Problem requirements:
Show every line of the data where the word "converted" can be found.

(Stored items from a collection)
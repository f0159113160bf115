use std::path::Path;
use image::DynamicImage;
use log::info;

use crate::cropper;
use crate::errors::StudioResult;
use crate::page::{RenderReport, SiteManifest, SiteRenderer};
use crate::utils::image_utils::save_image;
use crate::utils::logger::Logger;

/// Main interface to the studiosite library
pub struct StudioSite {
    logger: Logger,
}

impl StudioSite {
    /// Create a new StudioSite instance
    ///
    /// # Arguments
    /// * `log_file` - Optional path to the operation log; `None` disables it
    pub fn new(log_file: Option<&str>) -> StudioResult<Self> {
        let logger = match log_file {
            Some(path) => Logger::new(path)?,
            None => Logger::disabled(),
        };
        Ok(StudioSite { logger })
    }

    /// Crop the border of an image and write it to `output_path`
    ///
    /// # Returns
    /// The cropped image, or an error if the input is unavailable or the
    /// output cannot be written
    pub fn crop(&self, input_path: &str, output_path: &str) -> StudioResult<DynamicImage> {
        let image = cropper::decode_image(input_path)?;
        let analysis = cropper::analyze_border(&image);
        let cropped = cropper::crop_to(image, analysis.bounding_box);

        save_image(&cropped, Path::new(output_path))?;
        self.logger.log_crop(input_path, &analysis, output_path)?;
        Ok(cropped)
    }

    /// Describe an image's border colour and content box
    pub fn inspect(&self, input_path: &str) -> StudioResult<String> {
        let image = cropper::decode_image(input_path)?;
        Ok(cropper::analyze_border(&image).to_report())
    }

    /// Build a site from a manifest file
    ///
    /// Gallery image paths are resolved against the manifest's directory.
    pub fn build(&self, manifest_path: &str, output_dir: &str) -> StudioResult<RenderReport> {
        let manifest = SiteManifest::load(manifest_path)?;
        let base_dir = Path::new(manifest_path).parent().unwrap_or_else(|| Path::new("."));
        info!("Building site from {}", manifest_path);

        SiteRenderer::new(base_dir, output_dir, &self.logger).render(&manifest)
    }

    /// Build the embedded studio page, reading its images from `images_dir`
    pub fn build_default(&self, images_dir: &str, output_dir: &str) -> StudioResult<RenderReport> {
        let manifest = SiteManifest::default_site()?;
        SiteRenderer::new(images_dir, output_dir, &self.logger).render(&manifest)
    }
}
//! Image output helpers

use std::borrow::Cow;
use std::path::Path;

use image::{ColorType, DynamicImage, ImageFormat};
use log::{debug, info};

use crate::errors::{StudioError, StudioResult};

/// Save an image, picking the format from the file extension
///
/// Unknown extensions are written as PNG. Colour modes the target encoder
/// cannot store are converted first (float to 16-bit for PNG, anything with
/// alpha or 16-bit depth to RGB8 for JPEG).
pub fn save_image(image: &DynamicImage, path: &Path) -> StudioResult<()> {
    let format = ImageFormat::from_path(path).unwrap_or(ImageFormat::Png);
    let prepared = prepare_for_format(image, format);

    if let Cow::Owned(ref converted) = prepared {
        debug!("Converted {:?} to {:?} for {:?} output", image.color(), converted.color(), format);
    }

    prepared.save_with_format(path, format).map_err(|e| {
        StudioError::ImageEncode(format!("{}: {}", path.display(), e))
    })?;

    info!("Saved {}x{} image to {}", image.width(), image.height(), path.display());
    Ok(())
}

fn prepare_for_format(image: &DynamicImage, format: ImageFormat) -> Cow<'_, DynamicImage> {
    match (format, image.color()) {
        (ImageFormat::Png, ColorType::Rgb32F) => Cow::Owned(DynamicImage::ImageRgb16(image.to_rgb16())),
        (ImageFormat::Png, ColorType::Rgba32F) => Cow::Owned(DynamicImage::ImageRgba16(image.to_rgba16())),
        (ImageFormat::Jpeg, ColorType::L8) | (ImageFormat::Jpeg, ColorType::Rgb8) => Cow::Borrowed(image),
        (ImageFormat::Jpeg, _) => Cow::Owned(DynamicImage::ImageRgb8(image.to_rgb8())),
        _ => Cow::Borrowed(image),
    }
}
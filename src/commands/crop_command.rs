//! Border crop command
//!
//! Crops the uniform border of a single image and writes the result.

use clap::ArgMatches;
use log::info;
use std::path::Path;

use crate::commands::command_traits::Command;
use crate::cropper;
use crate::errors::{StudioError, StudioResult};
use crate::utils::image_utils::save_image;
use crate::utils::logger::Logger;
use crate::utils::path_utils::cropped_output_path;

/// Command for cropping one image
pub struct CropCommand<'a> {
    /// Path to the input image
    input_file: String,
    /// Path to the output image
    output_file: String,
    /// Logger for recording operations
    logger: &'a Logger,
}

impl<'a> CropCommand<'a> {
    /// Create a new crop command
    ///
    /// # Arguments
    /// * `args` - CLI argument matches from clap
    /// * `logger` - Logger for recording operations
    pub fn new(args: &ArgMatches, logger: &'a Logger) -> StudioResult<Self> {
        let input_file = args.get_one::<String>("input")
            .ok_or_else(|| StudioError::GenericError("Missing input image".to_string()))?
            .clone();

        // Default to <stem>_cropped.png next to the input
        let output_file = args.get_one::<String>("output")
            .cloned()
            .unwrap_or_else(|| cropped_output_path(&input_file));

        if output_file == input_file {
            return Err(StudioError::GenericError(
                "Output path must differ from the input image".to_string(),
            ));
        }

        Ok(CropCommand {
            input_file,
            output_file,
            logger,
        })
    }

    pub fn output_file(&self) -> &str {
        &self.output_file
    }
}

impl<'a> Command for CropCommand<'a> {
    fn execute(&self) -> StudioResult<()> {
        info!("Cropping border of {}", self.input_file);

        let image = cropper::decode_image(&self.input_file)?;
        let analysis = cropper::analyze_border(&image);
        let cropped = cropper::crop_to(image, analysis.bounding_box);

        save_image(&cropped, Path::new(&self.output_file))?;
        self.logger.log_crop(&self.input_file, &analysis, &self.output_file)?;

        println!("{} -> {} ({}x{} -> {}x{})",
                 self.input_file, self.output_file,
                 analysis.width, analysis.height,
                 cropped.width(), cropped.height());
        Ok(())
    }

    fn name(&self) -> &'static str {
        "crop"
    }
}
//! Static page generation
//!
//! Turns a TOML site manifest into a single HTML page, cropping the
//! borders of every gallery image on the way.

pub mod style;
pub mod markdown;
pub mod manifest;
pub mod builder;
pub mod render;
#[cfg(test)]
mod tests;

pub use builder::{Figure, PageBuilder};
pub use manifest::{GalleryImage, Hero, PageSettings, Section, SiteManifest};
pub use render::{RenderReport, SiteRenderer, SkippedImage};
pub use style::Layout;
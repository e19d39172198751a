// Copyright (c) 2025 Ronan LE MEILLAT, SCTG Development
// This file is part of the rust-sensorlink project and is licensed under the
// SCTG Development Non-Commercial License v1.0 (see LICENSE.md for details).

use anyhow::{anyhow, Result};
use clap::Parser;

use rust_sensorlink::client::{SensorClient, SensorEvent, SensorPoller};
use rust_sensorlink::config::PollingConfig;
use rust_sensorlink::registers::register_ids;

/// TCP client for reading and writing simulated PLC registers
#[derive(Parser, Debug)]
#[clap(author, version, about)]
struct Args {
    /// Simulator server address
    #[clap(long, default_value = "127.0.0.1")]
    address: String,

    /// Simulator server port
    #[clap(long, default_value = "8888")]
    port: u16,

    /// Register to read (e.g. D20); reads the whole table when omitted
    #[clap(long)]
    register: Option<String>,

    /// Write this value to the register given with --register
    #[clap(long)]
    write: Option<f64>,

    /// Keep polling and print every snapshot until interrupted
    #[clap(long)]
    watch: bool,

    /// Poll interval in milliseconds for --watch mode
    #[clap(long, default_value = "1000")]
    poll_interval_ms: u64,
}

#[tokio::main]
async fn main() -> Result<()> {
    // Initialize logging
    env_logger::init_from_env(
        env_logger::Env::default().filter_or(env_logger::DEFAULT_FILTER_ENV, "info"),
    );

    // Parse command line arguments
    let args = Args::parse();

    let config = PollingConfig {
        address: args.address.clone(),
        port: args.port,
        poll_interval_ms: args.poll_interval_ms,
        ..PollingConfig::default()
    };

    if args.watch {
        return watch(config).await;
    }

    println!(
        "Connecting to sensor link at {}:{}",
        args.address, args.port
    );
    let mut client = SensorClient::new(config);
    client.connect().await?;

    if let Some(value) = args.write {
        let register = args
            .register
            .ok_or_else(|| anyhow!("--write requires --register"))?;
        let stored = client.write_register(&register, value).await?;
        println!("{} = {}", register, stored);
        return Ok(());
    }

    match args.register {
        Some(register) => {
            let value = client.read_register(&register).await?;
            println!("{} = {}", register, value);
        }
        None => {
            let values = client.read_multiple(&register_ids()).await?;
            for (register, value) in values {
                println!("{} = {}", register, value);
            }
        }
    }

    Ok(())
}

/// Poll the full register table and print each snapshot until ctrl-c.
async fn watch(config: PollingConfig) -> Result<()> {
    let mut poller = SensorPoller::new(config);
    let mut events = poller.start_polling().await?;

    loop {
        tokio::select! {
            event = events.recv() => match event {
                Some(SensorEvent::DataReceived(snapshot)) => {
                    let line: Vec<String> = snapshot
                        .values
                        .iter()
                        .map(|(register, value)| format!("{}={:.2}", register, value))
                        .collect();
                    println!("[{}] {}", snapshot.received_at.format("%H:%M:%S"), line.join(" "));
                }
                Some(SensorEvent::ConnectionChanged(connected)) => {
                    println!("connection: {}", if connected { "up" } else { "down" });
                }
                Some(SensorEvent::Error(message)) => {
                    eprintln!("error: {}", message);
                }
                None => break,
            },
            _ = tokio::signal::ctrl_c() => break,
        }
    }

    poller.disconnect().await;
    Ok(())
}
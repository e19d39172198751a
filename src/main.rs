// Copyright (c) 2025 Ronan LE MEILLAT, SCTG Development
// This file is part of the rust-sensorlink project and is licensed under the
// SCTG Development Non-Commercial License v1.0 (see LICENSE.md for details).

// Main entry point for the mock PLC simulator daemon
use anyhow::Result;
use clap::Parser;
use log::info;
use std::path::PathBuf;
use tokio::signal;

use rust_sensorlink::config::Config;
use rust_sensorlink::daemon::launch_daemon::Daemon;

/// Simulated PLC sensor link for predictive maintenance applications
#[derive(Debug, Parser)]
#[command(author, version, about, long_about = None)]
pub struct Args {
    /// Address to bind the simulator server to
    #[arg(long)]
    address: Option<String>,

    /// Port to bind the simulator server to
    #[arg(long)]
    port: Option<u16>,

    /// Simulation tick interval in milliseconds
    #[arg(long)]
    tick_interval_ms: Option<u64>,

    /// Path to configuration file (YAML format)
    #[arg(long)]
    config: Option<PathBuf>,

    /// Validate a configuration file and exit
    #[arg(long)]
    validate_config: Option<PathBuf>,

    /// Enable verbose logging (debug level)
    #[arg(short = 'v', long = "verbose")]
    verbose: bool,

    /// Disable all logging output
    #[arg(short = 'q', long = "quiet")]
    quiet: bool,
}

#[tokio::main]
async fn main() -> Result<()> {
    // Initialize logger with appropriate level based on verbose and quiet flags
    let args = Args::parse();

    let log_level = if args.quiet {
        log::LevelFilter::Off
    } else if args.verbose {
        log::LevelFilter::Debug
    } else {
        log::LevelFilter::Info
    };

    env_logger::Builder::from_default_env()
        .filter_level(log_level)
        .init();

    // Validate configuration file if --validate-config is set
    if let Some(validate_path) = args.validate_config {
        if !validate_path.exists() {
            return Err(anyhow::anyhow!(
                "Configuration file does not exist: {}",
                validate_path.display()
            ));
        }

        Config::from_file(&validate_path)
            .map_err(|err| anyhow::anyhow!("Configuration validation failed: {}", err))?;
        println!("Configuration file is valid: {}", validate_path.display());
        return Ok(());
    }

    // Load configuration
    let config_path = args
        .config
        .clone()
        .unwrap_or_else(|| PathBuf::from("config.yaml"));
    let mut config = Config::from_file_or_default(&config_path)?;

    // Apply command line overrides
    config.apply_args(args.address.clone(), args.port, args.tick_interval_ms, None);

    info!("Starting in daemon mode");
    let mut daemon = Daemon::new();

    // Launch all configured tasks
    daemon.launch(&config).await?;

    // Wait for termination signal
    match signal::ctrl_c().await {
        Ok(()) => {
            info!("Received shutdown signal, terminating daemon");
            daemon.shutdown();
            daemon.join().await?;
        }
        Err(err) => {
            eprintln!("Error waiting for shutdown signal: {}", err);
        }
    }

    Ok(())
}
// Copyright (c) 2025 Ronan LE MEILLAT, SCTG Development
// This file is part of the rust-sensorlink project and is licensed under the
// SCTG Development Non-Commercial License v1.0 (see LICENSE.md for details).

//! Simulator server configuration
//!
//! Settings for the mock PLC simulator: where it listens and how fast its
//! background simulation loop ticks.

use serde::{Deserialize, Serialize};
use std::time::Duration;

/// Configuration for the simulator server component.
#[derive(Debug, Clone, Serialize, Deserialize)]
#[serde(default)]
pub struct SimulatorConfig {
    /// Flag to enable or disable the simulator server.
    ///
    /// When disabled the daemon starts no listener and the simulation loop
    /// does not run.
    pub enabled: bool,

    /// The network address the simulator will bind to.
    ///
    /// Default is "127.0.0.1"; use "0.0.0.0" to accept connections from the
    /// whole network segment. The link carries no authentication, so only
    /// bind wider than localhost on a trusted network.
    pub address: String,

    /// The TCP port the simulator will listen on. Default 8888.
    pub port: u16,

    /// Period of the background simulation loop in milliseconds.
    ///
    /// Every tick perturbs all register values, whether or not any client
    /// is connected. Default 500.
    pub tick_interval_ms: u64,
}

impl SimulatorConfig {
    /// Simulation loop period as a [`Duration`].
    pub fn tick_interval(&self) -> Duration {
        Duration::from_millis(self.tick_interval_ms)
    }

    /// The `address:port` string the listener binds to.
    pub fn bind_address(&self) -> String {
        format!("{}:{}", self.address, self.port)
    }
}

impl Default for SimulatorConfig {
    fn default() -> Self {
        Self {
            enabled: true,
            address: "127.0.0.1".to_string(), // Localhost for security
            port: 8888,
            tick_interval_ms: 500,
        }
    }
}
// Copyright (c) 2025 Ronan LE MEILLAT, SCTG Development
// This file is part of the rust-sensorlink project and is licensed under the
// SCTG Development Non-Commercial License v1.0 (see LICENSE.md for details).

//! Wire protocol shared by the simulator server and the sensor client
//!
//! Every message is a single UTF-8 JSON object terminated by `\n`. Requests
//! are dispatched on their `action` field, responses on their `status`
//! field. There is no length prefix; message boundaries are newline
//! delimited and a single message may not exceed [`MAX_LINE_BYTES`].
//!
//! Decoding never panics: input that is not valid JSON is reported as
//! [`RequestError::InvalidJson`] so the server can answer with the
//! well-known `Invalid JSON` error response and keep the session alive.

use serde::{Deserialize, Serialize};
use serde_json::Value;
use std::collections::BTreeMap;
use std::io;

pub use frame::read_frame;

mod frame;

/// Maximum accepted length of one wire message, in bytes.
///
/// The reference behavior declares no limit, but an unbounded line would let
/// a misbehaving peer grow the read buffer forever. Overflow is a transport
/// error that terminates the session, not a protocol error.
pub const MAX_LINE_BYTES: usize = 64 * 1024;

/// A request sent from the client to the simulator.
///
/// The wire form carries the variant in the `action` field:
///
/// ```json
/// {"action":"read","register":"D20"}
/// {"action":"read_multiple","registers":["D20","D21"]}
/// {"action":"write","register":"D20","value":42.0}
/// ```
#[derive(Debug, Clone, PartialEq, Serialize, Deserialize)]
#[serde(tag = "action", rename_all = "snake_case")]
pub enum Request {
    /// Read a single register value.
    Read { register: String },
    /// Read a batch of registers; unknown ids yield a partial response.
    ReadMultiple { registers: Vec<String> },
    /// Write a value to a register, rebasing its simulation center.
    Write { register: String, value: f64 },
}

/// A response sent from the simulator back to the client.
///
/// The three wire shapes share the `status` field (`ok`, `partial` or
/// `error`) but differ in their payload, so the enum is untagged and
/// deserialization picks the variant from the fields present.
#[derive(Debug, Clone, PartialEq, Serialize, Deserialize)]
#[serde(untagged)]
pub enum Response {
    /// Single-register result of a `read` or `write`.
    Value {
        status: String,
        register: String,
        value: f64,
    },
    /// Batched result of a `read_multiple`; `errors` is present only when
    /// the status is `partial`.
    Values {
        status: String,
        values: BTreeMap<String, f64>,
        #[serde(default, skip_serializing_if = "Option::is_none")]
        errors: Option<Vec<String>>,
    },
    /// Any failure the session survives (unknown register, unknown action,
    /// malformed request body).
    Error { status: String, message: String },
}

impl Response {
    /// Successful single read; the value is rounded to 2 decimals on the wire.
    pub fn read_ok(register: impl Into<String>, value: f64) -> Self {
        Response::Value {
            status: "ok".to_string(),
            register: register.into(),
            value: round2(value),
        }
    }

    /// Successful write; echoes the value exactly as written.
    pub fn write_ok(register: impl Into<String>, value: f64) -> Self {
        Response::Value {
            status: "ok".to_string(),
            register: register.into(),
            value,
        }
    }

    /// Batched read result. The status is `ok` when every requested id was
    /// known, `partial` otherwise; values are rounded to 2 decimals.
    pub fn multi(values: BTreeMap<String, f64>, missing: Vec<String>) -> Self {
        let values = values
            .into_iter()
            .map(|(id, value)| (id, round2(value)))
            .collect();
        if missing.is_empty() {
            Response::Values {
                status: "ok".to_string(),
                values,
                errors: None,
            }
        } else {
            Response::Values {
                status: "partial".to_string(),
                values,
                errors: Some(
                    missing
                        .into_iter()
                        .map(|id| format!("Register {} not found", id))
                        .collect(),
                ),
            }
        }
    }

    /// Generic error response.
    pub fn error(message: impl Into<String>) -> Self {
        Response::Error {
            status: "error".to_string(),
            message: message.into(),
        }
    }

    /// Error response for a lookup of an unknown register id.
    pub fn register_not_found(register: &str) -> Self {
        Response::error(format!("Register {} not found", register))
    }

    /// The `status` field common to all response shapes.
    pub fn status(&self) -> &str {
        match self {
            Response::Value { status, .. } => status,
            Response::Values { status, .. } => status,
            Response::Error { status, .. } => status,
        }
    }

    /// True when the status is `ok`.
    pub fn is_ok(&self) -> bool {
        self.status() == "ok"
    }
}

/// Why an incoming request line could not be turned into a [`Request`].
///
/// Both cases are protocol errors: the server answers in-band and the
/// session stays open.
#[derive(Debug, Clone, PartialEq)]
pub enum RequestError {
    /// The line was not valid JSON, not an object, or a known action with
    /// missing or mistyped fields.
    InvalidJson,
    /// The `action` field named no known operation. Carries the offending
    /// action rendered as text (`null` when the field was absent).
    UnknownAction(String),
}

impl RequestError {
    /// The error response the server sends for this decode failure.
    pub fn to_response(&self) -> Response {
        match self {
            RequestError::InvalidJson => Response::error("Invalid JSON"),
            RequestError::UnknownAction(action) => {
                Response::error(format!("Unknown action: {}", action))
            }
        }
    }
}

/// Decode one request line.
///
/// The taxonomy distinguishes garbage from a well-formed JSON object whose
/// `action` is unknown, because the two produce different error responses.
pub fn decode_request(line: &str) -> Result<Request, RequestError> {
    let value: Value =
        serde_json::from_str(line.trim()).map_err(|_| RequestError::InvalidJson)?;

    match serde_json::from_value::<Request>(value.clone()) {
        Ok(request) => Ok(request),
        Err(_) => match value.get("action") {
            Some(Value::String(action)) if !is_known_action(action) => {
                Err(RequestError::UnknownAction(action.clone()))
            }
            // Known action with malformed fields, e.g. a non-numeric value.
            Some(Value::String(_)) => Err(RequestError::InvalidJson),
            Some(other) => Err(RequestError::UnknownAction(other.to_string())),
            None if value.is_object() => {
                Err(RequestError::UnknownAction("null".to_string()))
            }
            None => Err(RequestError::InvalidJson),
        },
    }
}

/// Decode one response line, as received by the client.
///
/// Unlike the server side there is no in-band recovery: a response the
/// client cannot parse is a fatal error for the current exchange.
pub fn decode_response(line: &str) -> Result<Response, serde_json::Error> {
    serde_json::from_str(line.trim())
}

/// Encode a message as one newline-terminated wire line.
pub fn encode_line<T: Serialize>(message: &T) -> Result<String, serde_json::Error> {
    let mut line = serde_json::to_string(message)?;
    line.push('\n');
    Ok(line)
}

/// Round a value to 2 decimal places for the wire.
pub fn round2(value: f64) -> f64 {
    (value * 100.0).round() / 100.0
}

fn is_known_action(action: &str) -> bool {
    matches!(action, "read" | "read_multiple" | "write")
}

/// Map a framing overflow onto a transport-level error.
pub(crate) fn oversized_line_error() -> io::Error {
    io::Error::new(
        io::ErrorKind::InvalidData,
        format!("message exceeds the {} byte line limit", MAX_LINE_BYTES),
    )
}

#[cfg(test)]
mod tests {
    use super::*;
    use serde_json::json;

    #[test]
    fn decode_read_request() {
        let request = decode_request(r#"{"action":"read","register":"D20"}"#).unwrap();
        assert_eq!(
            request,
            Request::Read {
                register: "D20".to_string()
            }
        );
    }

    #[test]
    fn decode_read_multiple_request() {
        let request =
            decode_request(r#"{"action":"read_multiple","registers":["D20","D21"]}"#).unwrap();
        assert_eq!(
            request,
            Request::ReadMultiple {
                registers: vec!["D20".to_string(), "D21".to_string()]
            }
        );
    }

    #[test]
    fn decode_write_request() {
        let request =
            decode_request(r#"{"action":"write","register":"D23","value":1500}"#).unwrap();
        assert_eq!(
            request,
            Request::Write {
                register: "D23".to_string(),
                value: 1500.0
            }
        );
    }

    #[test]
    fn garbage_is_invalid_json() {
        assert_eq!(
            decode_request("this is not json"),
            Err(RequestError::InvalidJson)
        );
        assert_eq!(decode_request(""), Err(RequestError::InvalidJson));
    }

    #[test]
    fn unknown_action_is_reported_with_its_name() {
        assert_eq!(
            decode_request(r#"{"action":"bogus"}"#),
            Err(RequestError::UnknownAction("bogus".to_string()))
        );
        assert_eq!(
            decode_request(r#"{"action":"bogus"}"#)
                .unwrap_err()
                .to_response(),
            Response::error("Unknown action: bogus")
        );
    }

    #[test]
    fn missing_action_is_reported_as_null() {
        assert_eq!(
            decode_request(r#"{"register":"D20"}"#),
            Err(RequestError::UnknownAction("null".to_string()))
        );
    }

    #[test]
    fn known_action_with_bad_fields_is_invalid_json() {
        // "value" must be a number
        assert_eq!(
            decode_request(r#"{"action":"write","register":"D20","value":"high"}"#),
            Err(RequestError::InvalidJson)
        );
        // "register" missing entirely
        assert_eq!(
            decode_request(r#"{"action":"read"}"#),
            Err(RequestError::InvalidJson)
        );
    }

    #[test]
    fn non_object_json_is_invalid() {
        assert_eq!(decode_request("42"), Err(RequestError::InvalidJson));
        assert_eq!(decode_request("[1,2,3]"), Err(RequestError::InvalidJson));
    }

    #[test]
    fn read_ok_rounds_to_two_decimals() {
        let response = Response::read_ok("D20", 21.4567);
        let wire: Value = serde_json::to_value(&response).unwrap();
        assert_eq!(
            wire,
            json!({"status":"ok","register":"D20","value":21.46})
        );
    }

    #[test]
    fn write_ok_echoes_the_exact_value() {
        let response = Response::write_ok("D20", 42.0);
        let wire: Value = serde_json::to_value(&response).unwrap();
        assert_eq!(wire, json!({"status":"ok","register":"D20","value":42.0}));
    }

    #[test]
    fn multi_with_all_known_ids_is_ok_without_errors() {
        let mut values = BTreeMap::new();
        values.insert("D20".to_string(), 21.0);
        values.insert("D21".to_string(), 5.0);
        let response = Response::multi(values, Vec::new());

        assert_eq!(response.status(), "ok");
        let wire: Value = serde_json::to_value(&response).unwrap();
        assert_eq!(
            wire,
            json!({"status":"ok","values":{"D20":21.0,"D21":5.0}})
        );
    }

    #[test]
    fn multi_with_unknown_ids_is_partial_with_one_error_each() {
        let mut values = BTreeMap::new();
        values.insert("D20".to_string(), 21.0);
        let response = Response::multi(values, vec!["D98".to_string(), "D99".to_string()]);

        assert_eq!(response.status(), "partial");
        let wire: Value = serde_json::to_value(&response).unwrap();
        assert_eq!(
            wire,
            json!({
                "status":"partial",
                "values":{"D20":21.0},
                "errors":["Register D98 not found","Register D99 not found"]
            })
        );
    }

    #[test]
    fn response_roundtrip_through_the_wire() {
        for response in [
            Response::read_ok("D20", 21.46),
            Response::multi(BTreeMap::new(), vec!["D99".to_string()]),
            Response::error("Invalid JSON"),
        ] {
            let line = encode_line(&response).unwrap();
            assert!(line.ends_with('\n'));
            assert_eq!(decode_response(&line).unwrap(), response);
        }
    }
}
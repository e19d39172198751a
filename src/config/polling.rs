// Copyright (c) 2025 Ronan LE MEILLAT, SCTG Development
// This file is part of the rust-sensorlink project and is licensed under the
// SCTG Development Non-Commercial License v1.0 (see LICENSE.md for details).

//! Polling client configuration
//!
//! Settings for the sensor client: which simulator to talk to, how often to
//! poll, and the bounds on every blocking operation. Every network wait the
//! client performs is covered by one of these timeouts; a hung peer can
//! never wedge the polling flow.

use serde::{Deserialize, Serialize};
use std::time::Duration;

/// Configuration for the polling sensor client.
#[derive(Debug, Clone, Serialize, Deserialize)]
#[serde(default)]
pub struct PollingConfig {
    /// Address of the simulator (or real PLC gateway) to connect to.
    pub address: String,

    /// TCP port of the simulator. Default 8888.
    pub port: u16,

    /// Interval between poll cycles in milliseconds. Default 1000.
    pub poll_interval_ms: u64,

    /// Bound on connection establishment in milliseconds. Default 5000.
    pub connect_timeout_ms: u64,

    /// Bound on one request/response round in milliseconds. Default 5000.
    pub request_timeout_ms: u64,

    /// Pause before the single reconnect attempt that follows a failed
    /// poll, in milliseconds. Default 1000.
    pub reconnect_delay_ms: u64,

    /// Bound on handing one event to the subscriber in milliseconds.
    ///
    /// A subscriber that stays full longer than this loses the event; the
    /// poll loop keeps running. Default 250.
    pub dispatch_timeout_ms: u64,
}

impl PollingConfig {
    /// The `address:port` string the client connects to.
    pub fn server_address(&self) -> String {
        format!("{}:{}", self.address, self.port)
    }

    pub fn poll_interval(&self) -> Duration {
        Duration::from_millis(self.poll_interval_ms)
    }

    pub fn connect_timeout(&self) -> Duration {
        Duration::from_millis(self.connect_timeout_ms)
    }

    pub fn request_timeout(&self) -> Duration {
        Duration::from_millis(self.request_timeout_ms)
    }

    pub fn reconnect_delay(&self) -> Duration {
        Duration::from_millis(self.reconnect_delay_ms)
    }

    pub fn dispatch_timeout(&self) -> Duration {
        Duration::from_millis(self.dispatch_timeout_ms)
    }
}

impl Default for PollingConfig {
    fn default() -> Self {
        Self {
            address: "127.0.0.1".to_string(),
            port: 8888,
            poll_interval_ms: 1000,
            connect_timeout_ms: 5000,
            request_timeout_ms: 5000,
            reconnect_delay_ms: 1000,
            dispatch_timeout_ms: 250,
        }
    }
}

Response:
/// cannot store are converted first (float to 16-bit for PNG, anything with
    if let Cow::Owned(ref converted) = prepared {
        debug!("Converted {:?} to {:?} for {:?} output", image.color(), converted.color(), format);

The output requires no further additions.